WORK ORDER ::
If a line holds the word "impl", copy it from the entries.

DATASET ENTRIES ::
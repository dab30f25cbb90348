// Copyright 2023-Present Datadog, Inc. https://www.datadoghq.com/
// SPDX-License-Identifier: Apache-2.0

//! Optional compression applied to a buffer right before it is written out.

use std::borrow::Cow;
use std::io::Write;
use std::str::FromStr;

use flate2::write::GzEncoder;
use zstd::stream::write::Encoder;

use crate::errors::ConfigError;

pub const DEFAULT_ZSTD_LEVEL: i32 = 3;

#[derive(Debug, Clone, Copy, Default, PartialEq, Eq)]
pub enum Compression {
    #[default]
    None,
    /// Gzip at the fastest level.
    Gzip,
    Zstd {
        level: i32,
    },
}

impl Compression {
    #[must_use]
    pub fn is_enabled(&self) -> bool {
        !matches!(self, Compression::None)
    }

    /// Short name used in write summaries.
    #[must_use]
    pub fn label(&self) -> &'static str {
        match self {
            Compression::None => "none",
            Compression::Gzip => "gzip",
            Compression::Zstd { .. } => "zstd",
        }
    }

    /// Suffix appended to the object file type when compression is on.
    #[must_use]
    pub fn extension(&self) -> Option<&'static str> {
        match self {
            Compression::None => None,
            Compression::Gzip => Some("gz"),
            Compression::Zstd { .. } => Some("zst"),
        }
    }

    /// Compresses `data`, borrowing it unchanged when compression is off.
    pub fn compress<'a>(&self, data: &'a [u8]) -> std::io::Result<Cow<'a, [u8]>> {
        match self {
            Compression::None => Ok(Cow::Borrowed(data)),
            Compression::Gzip => {
                let mut encoder = GzEncoder::new(Vec::new(), flate2::Compression::fast());
                encoder.write_all(data)?;
                Ok(Cow::Owned(encoder.finish()?))
            }
            Compression::Zstd { level } => {
                let mut encoder = Encoder::new(Vec::new(), *level)?;
                encoder.write_all(data)?;
                Ok(Cow::Owned(encoder.finish()?))
            }
        }
    }
}

impl FromStr for Compression {
    type Err = ConfigError;

    fn from_str(s: &str) -> Result<Self, Self::Err> {
        match s.trim().to_lowercase().as_str() {
            "" | "none" => Ok(Compression::None),
            "gzip" | "gz" => Ok(Compression::Gzip),
            "zstd" => Ok(Compression::Zstd {
                level: DEFAULT_ZSTD_LEVEL,
            }),
            other => Err(ConfigError::UnknownCompression(other.to_string())),
        }
    }
}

EXERCISE ANSWER ::
impl Compression {
impl FromStr for Compression {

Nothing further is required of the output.